Well, the point of all of this diatribe is to discuss what I think are the pros and cons of being of Norwegian descent. I inherited the native intelligence and natural curiosity of the race, and a bit of wanderlust flows in my veins, as well, since I love to travel and see (discover) new places. I also inherited the Norwegian musical ability. Grandma Lottie played a mean accordion and her husband played the fiddle. My dad played guitar which I took up at age 12 and later I largely taught myself to play the piano (or play "at" it, as best as I can) and I have been a pretty good vocalist for most of my life. I inherited the coloration of the race, being olive-skinned, light-green-eyed and auburn hair (unlike my three siblings who were all fair-haired and blue-eyed, in the truest Nordic tradition). I also inherited a natural athletic ability but not as much as my sisters, and the long bones and facial features, high cheek bones and full lips, of the Nordic people.
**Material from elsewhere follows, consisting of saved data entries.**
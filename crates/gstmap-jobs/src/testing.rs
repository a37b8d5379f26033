//! Scripted portal doubles shared by the engine and manager tests.

use async_trait::async_trait;
use gstmap_core::{Gstin, GstinDetails, GstinSummary, Pan};
use gstmap_portal::{
    DetailFetcher, DetailOutcome, LookupOutcome, PortalError, PortalSession,
    Result as PortalResult, SessionProvider,
};
use std::collections::{HashMap, VecDeque};
use std::sync::{Arc, Mutex};

/// One scripted response for a PAN lookup.
#[derive(Debug, Clone)]
pub enum Step {
    Found(Vec<GstinSummary>),
    NoRecords,
    Transient(&'static str),
    Fatal(&'static str),
}

/// One scripted response for a detail fetch.
#[derive(Debug, Clone)]
pub enum DetailStep {
    Found(GstinDetails),
    NotFound,
    Transient(&'static str),
    Fatal(&'static str),
}

pub fn summary(gstin: &str) -> GstinSummary {
    GstinSummary {
        gstin: Gstin::parse(gstin).expect("valid gstin"),
        status: "Active".to_string(),
        state: "Maharashtra".to_string(),
    }
}

/// Portal session that replays scripted steps per identifier.
///
/// Lookups pop the next step scripted for the identifier; identifiers with
/// no script get the default step. Every call is recorded for assertions.
pub struct ScriptedSession {
    steps: Mutex<HashMap<String, VecDeque<Step>>>,
    default: Step,
    calls: Mutex<Vec<String>>,
}

impl ScriptedSession {
    pub fn new(default: Step) -> Self {
        Self {
            steps: Mutex::new(HashMap::new()),
            default,
            calls: Mutex::new(Vec::new()),
        }
    }

    pub fn script(&self, key: &str, steps: Vec<Step>) {
        self.steps
            .lock()
            .expect("steps lock")
            .insert(key.to_string(), steps.into());
    }

    pub fn calls(&self) -> Vec<String> {
        self.calls.lock().expect("calls lock").clone()
    }

    fn next_step(&self, key: &str) -> Step {
        self.calls
            .lock()
            .expect("calls lock")
            .push(key.to_string());
        self.steps
            .lock()
            .expect("steps lock")
            .get_mut(key)
            .and_then(VecDeque::pop_front)
            .unwrap_or_else(|| self.default.clone())
    }
}

#[async_trait]
impl PortalSession for ScriptedSession {
    async fn lookup(&self, pan: &Pan) -> PortalResult<LookupOutcome> {
        match self.next_step(pan.as_str()) {
            Step::Found(summaries) => Ok(LookupOutcome::Found(summaries)),
            Step::NoRecords => Ok(LookupOutcome::NoRecords),
            Step::Transient(msg) => Err(PortalError::Transient(msg.to_string())),
            Step::Fatal(msg) => Err(PortalError::Fatal(msg.to_string())),
        }
    }
}

/// Detail fetcher that replays scripted steps per GSTIN.
pub struct ScriptedFetcher {
    steps: Mutex<HashMap<String, VecDeque<DetailStep>>>,
    default: DetailStep,
    calls: Mutex<Vec<String>>,
}

impl ScriptedFetcher {
    pub fn new(default: DetailStep) -> Self {
        Self {
            steps: Mutex::new(HashMap::new()),
            default,
            calls: Mutex::new(Vec::new()),
        }
    }

    pub fn script(&self, key: &str, steps: Vec<DetailStep>) {
        self.steps
            .lock()
            .expect("steps lock")
            .insert(key.to_string(), steps.into());
    }

    pub fn calls(&self) -> Vec<String> {
        self.calls.lock().expect("calls lock").clone()
    }

    fn next_step(&self, key: &str) -> DetailStep {
        self.calls
            .lock()
            .expect("calls lock")
            .push(key.to_string());
        self.steps
            .lock()
            .expect("steps lock")
            .get_mut(key)
            .and_then(VecDeque::pop_front)
            .unwrap_or_else(|| self.default.clone())
    }
}

#[async_trait]
impl DetailFetcher for ScriptedFetcher {
    async fn fetch(&self, gstin: &Gstin) -> PortalResult<DetailOutcome> {
        match self.next_step(gstin.as_str()) {
            DetailStep::Found(details) => Ok(DetailOutcome::Found(details)),
            DetailStep::NotFound => Ok(DetailOutcome::NotFound),
            DetailStep::Transient(msg) => Err(PortalError::Transient(msg.to_string())),
            DetailStep::Fatal(msg) => Err(PortalError::Fatal(msg.to_string())),
        }
    }
}

struct SharedSession(Arc<ScriptedSession>);

#[async_trait]
impl PortalSession for SharedSession {
    async fn lookup(&self, pan: &Pan) -> PortalResult<LookupOutcome> {
        self.0.lookup(pan).await
    }
}

struct SharedFetcher(Arc<ScriptedFetcher>);

#[async_trait]
impl DetailFetcher for SharedFetcher {
    async fn fetch(&self, gstin: &Gstin) -> PortalResult<DetailOutcome> {
        self.0.fetch(gstin).await
    }
}

/// Provider handing out sessions backed by shared scripts, so tests can
/// assert against the script after the worker finishes.
pub struct ScriptedProvider {
    pub session: Arc<ScriptedSession>,
    pub fetcher: Arc<ScriptedFetcher>,
    fail_open: Mutex<Option<&'static str>>,
}

impl ScriptedProvider {
    pub fn new(session: Arc<ScriptedSession>, fetcher: Arc<ScriptedFetcher>) -> Self {
        Self {
            session,
            fetcher,
            fail_open: Mutex::new(None),
        }
    }

    /// Make every subsequent open fail fatally, as a browser launch
    /// failure would.
    pub fn fail_open(&self, message: &'static str) {
        *self.fail_open.lock().expect("fail_open lock") = Some(message);
    }

    fn open_error(&self) -> Option<PortalError> {
        self.fail_open
            .lock()
            .expect("fail_open lock")
            .map(|msg| PortalError::Fatal(msg.to_string()))
    }
}

#[async_trait]
impl SessionProvider for ScriptedProvider {
    async fn open_session(&self, _headless: bool) -> PortalResult<Box<dyn PortalSession>> {
        if let Some(e) = self.open_error() {
            return Err(e);
        }
        Ok(Box::new(SharedSession(Arc::clone(&self.session))))
    }

    async fn open_fetcher(&self, _headless: bool) -> PortalResult<Box<dyn DetailFetcher>> {
        if let Some(e) = self.open_error() {
            return Err(e);
        }
        Ok(Box::new(SharedFetcher(Arc::clone(&self.fetcher))))
    }
}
But there is a dark side ... the bad part of being Norwegian is the temperament and stubbornness that besets so many of them. A harder working group of people than my Nordic family branch you will never meet, but God help you if you catch them after a few drinks and tick them off. The violence, both physical and verbal, was horrifying, and drinking exacerbated the situation, acted like fuel to a roaring fire. When angry, and especially when I used to drink a bit, I, too, seemed to lose my mind temporarily, would actually black out as I struck out at people and things with a force and blood lust that is terrifying when I look back at it after calming down, or after all the years that I have behaved myself. Then deep remorse would set in, and I would do all I could to make up for the storm of emotion and screaming, throwing things, hitting myself and, if mad enough, striking another individual. These rages were not uncommon and many a sheet rock wall has been caved in or pieces of glassware thrown and broken over the years.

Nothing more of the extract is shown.